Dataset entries
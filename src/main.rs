use anyhow::Result;
use camelsnake::cli::{self, Cli};
use camelsnake::{Plugin, debug};
use camelsnake_config::Config;
use clap::Parser;

fn main() -> Result<()> {
    let cli = Cli::parse();

    // CLI --log-level takes precedence, then RUST_LOG, then config (applied below).
    debug::init_log_bridge(cli.log_level.map(|level| level.to_level_filter()));

    log::info!("Starting camelsnake {}", camelsnake::VERSION);

    let config = match &cli.config {
        Some(path) => Config::load_from(path)?,
        None => Config::load()?,
    };
    debug::apply_config_level(config.log_level.to_level_filter());

    let plugin = Plugin::new(config);
    let result = cli::execute(cli.command, &plugin);

    if let Err(ref e) = result {
        log::error!("camelsnake failed: {e:#}");
    }
    log::logger().flush();
    result
}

> **Work request**
An exact retyping of every line in the records is needed.

> **Task answer**
filename src/main.rs
use anyhow::Result;
use camelsnake::cli::{self, Cli};
use camelsnake::{Plugin, debug};
use camelsnake_config::Config;
use clap::Parser;

fn main() -> Result<()> {
    let cli = Cli::parse();

    // CLI --log-level takes precedence, then RUST_LOG, then config (applied below).
    debug::init_log_bridge(cli.log_level.map(|level| level.to_level_filter()));

    log::info!("Starting camelsnake {}", camelsnake::VERSION);

    let config = match &cli.config {
        Some(path) => Config::load_from(path)?,
        None => Config::load()?,
    };
    debug::apply_config_level(config.log_level.to_level_filter());

    let plugin = Plugin::new(config);
    let result = cli::execute(cli.command, &plugin);

    if let Err(ref e) = result {
        log::error!("camelsnake failed: {e:#}");
    }
    log::logger().flush();
    result
}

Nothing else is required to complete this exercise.